I was asked about the following situation. I manage a short-term accomodation in an inner city Welly apartment and when Chorus connected up the building they ran fibre pairs from the demarc up to the ceiling on each floor, one for each apartment.
When an apartment wanted fibre, Chorus would then locate their fibre pair and take into the ceiling of that apartment, run it to the floor to the ONT and then the person would connect their modem based on the ISP.
I signd up for a 100Mbs plan via TrustPower. It's been fine for almost two years.

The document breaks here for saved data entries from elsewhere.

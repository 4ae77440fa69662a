//! evictkit: fixed-capacity cache stores with LRU, LFU and hybrid
//! frequency/recency eviction.
//!
//! Every store implements [`CacheStore`](traits::CacheStore). Pick a
//! concrete store from [`policy`] or choose one at runtime with
//! [`CacheBuilder`](builder::CacheBuilder).
//!
//! ```
//! use evictkit::prelude::*;
//!
//! let mut cache = LfuCache::new(2);
//! cache.put("a", 1);
//! cache.put("b", 2);
//! cache.get(&"a");
//! assert_eq!(cache.put("c", 3), Some(("b", 2)));
//! assert_eq!(cache.stats(), CacheStats { hits: 1, misses: 0, evictions: 1 });
//! ```
//!
//! Enable the `tracing` feature to log evictions at `debug` level.

pub mod builder;
pub mod clock;
pub mod ds;
pub mod error;
pub mod metrics;
pub mod policy;
pub mod prelude;
pub mod traits;

pub use crate::builder::{Cache, CacheBuilder, CachePolicy};
pub use crate::ds::{FrequencyBuckets, IntrusiveList, SlotArena, SlotId};
pub use crate::policy::hybrid::HybridCache;
pub use crate::policy::lfu::LfuCache;
pub use crate::policy::lru::LruCache;
//! # LRU (Least Recently Used) Store
//!
//! Evicts the entry whose last access lies furthest in the past.
//!
//! ## Architecture
//!
//! ```text
//!   ┌────────────────────────────────────────────────────────────────────┐
//!   │                         LruCache<K, V>                             │
//!   │                                                                    │
//!   │   index: FxHashMap<K, SlotId>                                      │
//!   │   ┌─────────┬────────┐                                             │
//!   │   │  page_3 │  id_2  │──┐                                          │
//!   │   │  page_1 │  id_0  │──┼──┐                                       │
//!   │   │  page_2 │  id_1  │──┼──┼──┐                                    │
//!   │   └─────────┴────────┘  │  │  │                                    │
//!   │                         ▼  ▼  ▼                                    │
//!   │   list: IntrusiveList<Entry<K, V>>                                 │
//!   │     head ─► [page_3] ◄──► [page_1] ◄──► [page_2] ◄── tail          │
//!   │              MRU                          LRU (next victim)        │
//!   └────────────────────────────────────────────────────────────────────┘
//! ```
//!
//! ## Operations
//!
//! | Operation        | Effect                                            | Time |
//! |------------------|---------------------------------------------------|------|
//! | `get` hit        | hit +1, entry moves to MRU                        | O(1) |
//! | `get` miss       | miss +1                                           | O(1) |
//! | `put` existing   | value replaced, entry moves to MRU, no eviction   | O(1) |
//! | `put` new, full  | LRU entry evicted (evictions +1), new entry MRU   | O(1) |
//! | `contains`       | none                                              | O(1) |
//! | `clear`          | all entries dropped, counters kept                | O(n) |
//!
//! Recency order is total, so no tie-break is needed. A store built with
//! capacity 0 ignores puts of new keys.
//!
//! ## Example
//!
//! ```
//! use evictkit::policy::lru::LruCache;
//! use evictkit::traits::CacheStore;
//!
//! let mut cache = LruCache::new(2);
//! cache.put(1, "A");
//! cache.put(2, "B");
//! assert_eq!(cache.get(&1), Some(&"A"));
//!
//! // key 2 is now least recently used
//! assert_eq!(cache.put(3, "C"), Some((2, "B")));
//! assert!(!cache.contains(&2));
//! assert!(cache.contains(&1) && cache.contains(&3));
//! ```

use std::hash::Hash;

use rustc_hash::FxHashMap;

use crate::ds::intrusive_list::IntrusiveList;
use crate::ds::slot_arena::SlotId;
use crate::error::InvariantError;
use crate::metrics::CacheStats;
use crate::traits::CacheStore;

#[derive(Debug)]
struct Entry<K, V> {
    key: K,
    value: V,
}

/// Fixed-capacity store with least-recently-used eviction.
#[derive(Debug)]
pub struct LruCache<K, V> {
    list: IntrusiveList<Entry<K, V>>,
    index: FxHashMap<K, SlotId>,
    capacity: usize,
    stats: CacheStats,
}

impl<K, V> LruCache<K, V>
where
    K: Eq + Hash + Clone,
{
    pub fn new(capacity: usize) -> Self {
        Self {
            list: IntrusiveList::with_capacity(capacity),
            index: FxHashMap::with_capacity_and_hasher(capacity, Default::default()),
            capacity,
            stats: CacheStats::default(),
        }
    }

    /// Reads a value without touching recency or counters.
    pub fn peek(&self, key: &K) -> Option<&V> {
        let id = *self.index.get(key)?;
        self.list.get(id).map(|entry| &entry.value)
    }

    /// The entry the next eviction would remove.
    pub fn peek_lru(&self) -> Option<(&K, &V)> {
        self.list.back().map(|entry| (&entry.key, &entry.value))
    }

    /// Entries from most to least recently used.
    pub fn iter(&self) -> impl Iterator<Item = (&K, &V)> {
        self.list.iter().map(|(_, entry)| (&entry.key, &entry.value))
    }

    /// Verifies capacity, index/list agreement and list links.
    pub fn check_invariants(&self) -> Result<(), InvariantError> {
        if self.len() > self.capacity {
            return Err(InvariantError::new(format!(
                "lru holds {} entries over capacity {}",
                self.len(),
                self.capacity
            )));
        }
        self.list.validate()?;
        if self.index.len() != self.list.len() {
            return Err(InvariantError::new(format!(
                "lru index has {} keys, list has {} nodes",
                self.index.len(),
                self.list.len()
            )));
        }
        for (id, entry) in self.list.iter() {
            if self.index.get(&entry.key) != Some(&id) {
                return Err(InvariantError::new(format!(
                    "lru node {:?} is not indexed by its key",
                    id
                )));
            }
        }
        Ok(())
    }

    fn evict_lru(&mut self) -> Option<(K, V)> {
        let (_, entry) = self.list.pop_back()?;
        self.index.remove(&entry.key);
        self.stats.record_eviction();

        #[cfg(feature = "tracing")]
        tracing::debug!(policy = "lru", len = self.list.len(), "evicted least recently used entry");

        Some((entry.key, entry.value))
    }
}

impl<K, V> CacheStore<K, V> for LruCache<K, V>
where
    K: Eq + Hash + Clone,
{
    fn get(&mut self, key: &K) -> Option<&V> {
        let Some(&id) = self.index.get(key) else {
            self.stats.record_miss();
            return None;
        };
        self.stats.record_hit();
        self.list.move_to_front(id);
        self.list.get(id).map(|entry| &entry.value)
    }

    fn put(&mut self, key: K, value: V) -> Option<(K, V)> {
        if let Some(&id) = self.index.get(&key) {
            self.list.move_to_front(id);
            if let Some(entry) = self.list.get_mut(id) {
                entry.value = value;
            }
            return None;
        }

        if self.capacity == 0 {
            return None;
        }

        let evicted = if self.index.len() >= self.capacity {
            self.evict_lru()
        } else {
            None
        };

        let id = self.list.push_front(Entry {
            key: key.clone(),
            value,
        });
        self.index.insert(key, id);
        evicted
    }

    fn contains(&self, key: &K) -> bool {
        self.index.contains_key(key)
    }

    fn len(&self) -> usize {
        self.index.len()
    }

    fn capacity(&self) -> usize {
        self.capacity
    }

    fn clear(&mut self) {
        #[cfg(feature = "tracing")]
        tracing::trace!(policy = "lru", dropped = self.index.len(), "cleared");

        self.list.clear();
        self.index.clear();
    }

    fn stats(&self) -> CacheStats {
        self.stats
    }

    fn policy_name(&self) -> &'static str {
        "lru"
    }
}

impl<K, V> Extend<(K, V)> for LruCache<K, V>
where
    K: Eq + Hash + Clone,
{
    fn extend<I: IntoIterator<Item = (K, V)>>(&mut self, iter: I) {
        for (key, value) in iter {
            self.put(key, value);
        }
    }
}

Tonight one of my guests said their speed was terrible ( 10Mbs) and said it was because a bunch of people in the apartment were streaming videos and so the Internet was being shared across the Chorus backhaul. That didn't make any sense to me. From the Chorus cabinet the backhaul fibre must in in the multi-Gbs range so that when it's split into the various fibre pairs to each house, each house should able to receive up to 1Gbs since all ISP's offer that and now Chorus offers hyerfibre I would presume all households could support that also.
The guest was adamant that he could only get 100Mbs if nobody else was on (!) and buyers were getting duped by the ISP's! I didn't want to argue pleading a lack of technical knowledge since no technical argument I could make would alter his opinion.
I did tell them to restart the modem just in case.
For my knowledge, while Chorus owns all the fibre, when does the ISP's bandwidth begin to affect a customer's speed?